| name | data-vault-modeling |
| description | Design hub/link/satellite structures for enterprise data warehouses using Data Vault 2.0 methodology. |
| allowed-tools | Read, Write, Glob, Grep, Task |
Data Vault Modeling
When to Use This Skill
Use this skill when:
- Data Vault Modeling tasks - Working on design hub/link/satellite structures for enterprise data warehouses using data vault 2.0 methodology
- Planning or design - Need guidance on Data Vault Modeling approaches
- Best practices - Want to follow established patterns and standards
Overview
Data Vault is a detail-oriented, historical tracking, and uniquely linked set of normalized tables supporting enterprise data warehouses.
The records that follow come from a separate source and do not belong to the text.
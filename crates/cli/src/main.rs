use anyhow::{bail, Context, Result};
use clap::{Parser, Subcommand};
use grpf::api::{solve_report, ReplayToken, Root, SearchRect, SolveCfg, SolveReport, C64};
use grpf::cfg::{DEFAULT_EDGE_LIMIT, DEFAULT_RETRIANGULATION_DEPTH};
use polars::prelude::*;
use serde::Serialize;
use serde_json::json;
use std::fs::File;
use std::path::{Path, PathBuf};
use tracing_subscriber::fmt::SubscriberBuilder;
use tracing_subscriber::EnvFilter;

mod preset;
mod provenance;

use preset::Preset;

#[derive(Parser)]
#[command(name = "cli")]
#[command(about = "Locate zeros and poles of built-in test functions")]
struct Cmd {
    /// Optional run tag; propagated to outputs and logs
    #[arg(long)]
    tag: Option<String>,

    #[command(subcommand)]
    action: Action,
}

#[derive(Subcommand)]
enum Action {
    /// Solve one preset over a rectangle and print (optionally write) the roots
    Solve(SolveArgs),
    /// Print a small provenance JSON block
    Report,
}

#[derive(clap::Args, Debug)]
struct SolveArgs {
    #[arg(long, value_enum, default_value_t = Preset::Z)]
    function: Preset,
    /// Replay seed for `--function rational`
    #[arg(long, default_value_t = 0)]
    seed: u64,
    /// Replay index for `--function rational`
    #[arg(long, default_value_t = 0)]
    index: u64,
    /// First corner as `re,im`
    #[arg(long, default_value = "-1,1", value_parser = parse_complex, allow_hyphen_values = true)]
    from: C64,
    /// Opposite corner as `re,im`
    #[arg(long, default_value = "1,-1", value_parser = parse_complex, allow_hyphen_values = true)]
    to: C64,
    #[arg(long, default_value_t = 1e-6)]
    precision: f64,
    /// Initial mesh edge length (default: shorter side / 40)
    #[arg(long)]
    initial_edge_len: Option<f64>,
    /// Live edge limit; 0 disables it
    #[arg(long, default_value_t = DEFAULT_EDGE_LIMIT)]
    edge_limit: usize,
    #[arg(long, default_value_t = DEFAULT_RETRIANGULATION_DEPTH)]
    depth: usize,
    /// Write roots as CSV, or Parquet for a `.parquet` path (plus a `.provenance.json` sidecar)
    #[arg(long)]
    out: Option<PathBuf>,
    /// Print roots as JSON instead of one line per root
    #[arg(long)]
    json: bool,
}

/// One reported root, as printed with `--json`.
#[derive(Serialize, Debug, PartialEq)]
struct RootRow {
    re: f64,
    im: f64,
    order: i32,
    kind: String,
}

impl From<&Root> for RootRow {
    fn from(r: &Root) -> Self {
        Self {
            re: r.location.re,
            im: r.location.im,
            order: r.order,
            kind: format!("{:?}", r.kind()),
        }
    }
}

fn main() -> Result<()> {
    SubscriberBuilder::default()
        .with_target(false)
        .with_env_filter(EnvFilter::try_from_default_env().unwrap_or_else(|_| EnvFilter::new("info")))
        .init();
    let cmd = Cmd::parse();
    match cmd.action {
        Action::Solve(args) => solve(args, cmd.tag),
        Action::Report => report(cmd.tag),
    }
}

/// Parse `re,im` (whitespace allowed around either part).
fn parse_complex(s: &str) -> Result<C64> {
    let Some((re, im)) = s.split_once(',') else {
        bail!("expected `re,im`, got {s:?}");
    };
    let re: f64 = re.trim().parse().with_context(|| format!("real part of {s:?}"))?;
    let im: f64 = im.trim().parse().with_context(|| format!("imaginary part of {s:?}"))?;
    Ok(C64::new(re, im))
}

fn solve(args: SolveArgs, tag: Option<String>) -> Result<()> {
    tracing::info!(function = args.function.name(), precision = args.precision, tag = ?tag, "solve");
    let token = ReplayToken {
        seed: args.seed,
        index: args.index,
    };
    let target = args
        .function
        .target(token)
        .with_context(|| format!("could not draw a rational function for {token:?}"))?;
    let cfg = SolveCfg {
        initial_edge_len: args.initial_edge_len,
        edge_limit: args.edge_limit,
        max_retriangulation_depth: args.depth,
    };
    let report = solve_report(args.from, args.to, args.precision, &*target.f, &cfg)
        .context("solver aborted; retry with a coarser precision, a smaller region or a larger edge limit")?;

    if args.json {
        let rows: Vec<RootRow> = report.roots.iter().map(RootRow::from).collect();
        println!("{}", serde_json::to_string_pretty(&rows)?);
    } else {
        for root in &report.roots {
            println!("{root}");
        }
    }
    if let Some(truth) = &target.truth {
        let rect = SearchRect::from_corners(args.from, args.to)?;
        let missing = unmatched(truth, &rect, &report.roots, report.precision);
        if missing.is_empty() {
            tracing::info!(expected = truth.len(), "all known singularities recovered");
        } else {
            tracing::warn!(missing = ?missing, "known singularities not recovered");
        }
    }

    if let Some(out) = &args.out {
        write_roots(out, &report.roots)?;
        let params = json!({
            "function": target.description,
            "from": [args.from.re, args.from.im],
            "to": [args.to.re, args.to.im],
            "precision": args.precision,
            "initial_edge_len": args.initial_edge_len,
            "edge_limit": args.edge_limit,
            "max_retriangulation_depth": args.depth,
        });
        let payload = provenance::Payload::new(params)
            .with_summary(summary(&report))
            .with_tag(tag);
        let sidecar = provenance::write_sidecar(out, payload)?;
        tracing::info!(csv = %out.display(), provenance = %sidecar.display(), "written");
    }
    Ok(())
}

/// Known singularities inside `rect` with no reported root of the same order nearby.
fn unmatched(truth: &[(C64, i32)], rect: &SearchRect, roots: &[Root], tol: f64) -> Vec<(C64, i32)> {
    truth
        .iter()
        .copied()
        .filter(|&(at, _)| rect.contains(at))
        .filter(|&(at, order)| {
            !roots
                .iter()
                .any(|r| r.order == order && (r.location - at).norm() <= tol)
        })
        .collect()
}

fn summary(report: &SolveReport) -> serde_json::Value {
    json!({
        "roots": report.roots.len(),
        "rounds": report.rounds,
        "requested_precision": report.requested_precision,
        "precision": report.precision,
        "precision_grown": report.precision_grown,
        "initial_edge_len": report.initial_edge_len,
        "evaluations": report.evaluations,
        "nodes": report.nodes,
        "edges": report.edges,
        "triangles": report.triangles,
    })
}

fn roots_frame(roots: &[Root]) -> PolarsResult<DataFrame> {
    let rows: Vec<RootRow> = roots.iter().map(RootRow::from).collect();
    let re: Vec<f64> = rows.iter().map(|r| r.re).collect();
    let im: Vec<f64> = rows.iter().map(|r| r.im).collect();
    let order: Vec<i32> = rows.iter().map(|r| r.order).collect();
    let kind: Vec<String> = rows.into_iter().map(|r| r.kind).collect();
    df!(
        "re" => re,
        "im" => im,
        "order" => order,
        "kind" => kind,
    )
}

fn write_roots(out: &Path, roots: &[Root]) -> Result<()> {
    if let Some(parent) = out.parent() {
        if !parent.as_os_str().is_empty() {
            std::fs::create_dir_all(parent)?;
        }
    }
    let mut df = roots_frame(roots)?;
    let mut file = File::create(out).with_context(|| format!("creating {}", out.display()))?;
    let written = if out.extension().is_some_and(|e| e == "parquet") {
        ParquetWriter::new(&mut file).finish(&mut df).map(|_| ())
    } else {
        CsvWriter::new(&mut file).include_header(true).finish(&mut df)
    };
    written.with_context(|| format!("writing {}", out.display()))?;
    tracing::info!(rows = df.height(), cols = df.width(), "roots_frame_shape");
    Ok(())
}

fn report(tag: Option<String>) -> Result<()> {
    let obj = json!({
        "version": provenance::version_block(),
        "tag": tag,
        "defaults": {
            "edge_limit": DEFAULT_EDGE_LIMIT,
            "max_retriangulation_depth": DEFAULT_RETRIANGULATION_DEPTH,
        },
    });
    println!("{}", serde_json::to_string_pretty(&obj)?);
    Ok(())
}

#[cfg(test)]
mod tests {
    use super::*;
    use tempfile::tempdir;

    #[test]
    fn parses_corner_pairs() {
        assert_eq!(parse_complex("-1,1").unwrap(), C64::new(-1.0, 1.0));
        assert_eq!(parse_complex(" 2.5 , -0.5 ").unwrap(), C64::new(2.5, -0.5));
        assert!(parse_complex("1").is_err());
        assert!(parse_complex("a,1").is_err());
    }

    #[test]
    fn cli_accepts_negative_corners() {
        let cmd = Cmd::try_parse_from([
            "cli", "solve", "--function", "z2", "--from", "-2,-1", "--to", "1,2", "--precision", "1e-3",
        ])
        .unwrap();
        let Action::Solve(args) = cmd.action else {
            panic!("expected solve");
        };
        assert_eq!(args.function, Preset::Z2);
        assert_eq!(args.from, C64::new(-2.0, -1.0));
        assert_eq!(args.to, C64::new(1.0, 2.0));
        assert_eq!(args.edge_limit, DEFAULT_EDGE_LIMIT);
    }

    #[test]
    fn unmatched_ignores_truth_outside_the_rectangle() {
        let rect = SearchRect::from_corners(C64::new(-1.0, 1.0), C64::new(1.0, -1.0)).unwrap();
        let truth = [(C64::new(0.0, 0.0), 1), (C64::new(-10.0, 0.0), 1)];
        let roots = [Root {
            location: C64::new(1e-4, 0.0),
            order: 1,
        }];
        assert!(unmatched(&truth, &rect, &roots, 1e-3).is_empty());
        assert_eq!(unmatched(&truth, &rect, &[], 1e-3).len(), 1);
    }

    #[test]
    fn solve_writes_csv_and_sidecar() {
        let dir = tempdir().unwrap();
        let out = dir.path().join("roots.csv");
        let args = SolveArgs {
            function: Preset::Z2,
            seed: 0,
            index: 0,
            from: C64::new(-1.0, 1.0),
            to: C64::new(1.0, -1.0),
            precision: 1e-3,
            initial_edge_len: None,
            edge_limit: DEFAULT_EDGE_LIMIT,
            depth: DEFAULT_RETRIANGULATION_DEPTH,
            out: Some(out.clone()),
            json: false,
        };
        solve(args, Some("test".into())).unwrap();
        let csv = std::fs::read_to_string(&out).unwrap();
        let mut lines = csv.lines();
        assert_eq!(lines.next(), Some("re,im,order,kind"));
        let row = lines.next().unwrap();
        assert!(row.ends_with(",2,Zero"), "{row}");
        assert!(lines.next().is_none());
        assert!(dir.path().join("roots.provenance.json").exists());
    }

    #[test]
    fn root_rows_name_the_kind() {
        let row = RootRow::from(&Root {
            location: C64::new(0.5, -0.5),
            order: -1,
        });
        assert_eq!(
            row,
            RootRow {
                re: 0.5,
                im: -0.5,
                order: -1,
                kind: "Pole".into(),
            }
        );
        let frame = roots_frame(&[]).unwrap();
        assert_eq!(frame.width(), 4);
        assert_eq!(frame.height(), 0);
    }
}
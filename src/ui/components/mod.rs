//! Reusable UI components

mod button;
mod dialog;

pub use button::{render_button, BUTTON_HEIGHT};
pub use dialog::render_error_dialog;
Designed for agility, auditability, and scalability.
Data Vault Components
┌─────────────────────────────────────────────────────────────────┐
│ DATA VAULT │
├─────────────────────────────────────────────────────────────────┤
│ │
│ ┌──────────┐ ┌──────────┐ ┌──────────┐ │
│ │ HUB │◄───────►│ LINK │◄───────►│ HUB │ │
│ │ Customer │ │ Orders │ │ Product │ │
│ └────┬─────┘ └────┬─────┘ └────┬─────┘ │
│ │ │ │ │
│ ┌────┴─────┐ ┌────┴─────┐ ┌────┴─────┐ │
│ │SATELLITE │ │SATELLITE │ │SATELLITE │ │
│ │ CustInfo │ │ OrderDtl │ │ ProdInfo │ │
│ └──────────┘ └──────────┘ └──────────┘ │
│ │
└─────────────────────────────────────────────────────────────────┘
Hub Tables
Purpose
Hubs store unique business keys - the core business concepts that won't change.
Hub Structure
| Column | Purpose |
|---|---|
| Hub Hash Key | Primary key (hash of business key) |
| Business Key | Natural identifier from source |
| Load Date | First load timestamp |
| Record Source | Origin system identifier |
Hub Example
Note: Data Vault 2.0 uses snake_case with standardized prefixes (
hub_,sat_,link_) as part of its methodology. This convention is acceptable for Data Vault schemas even on SQL Server.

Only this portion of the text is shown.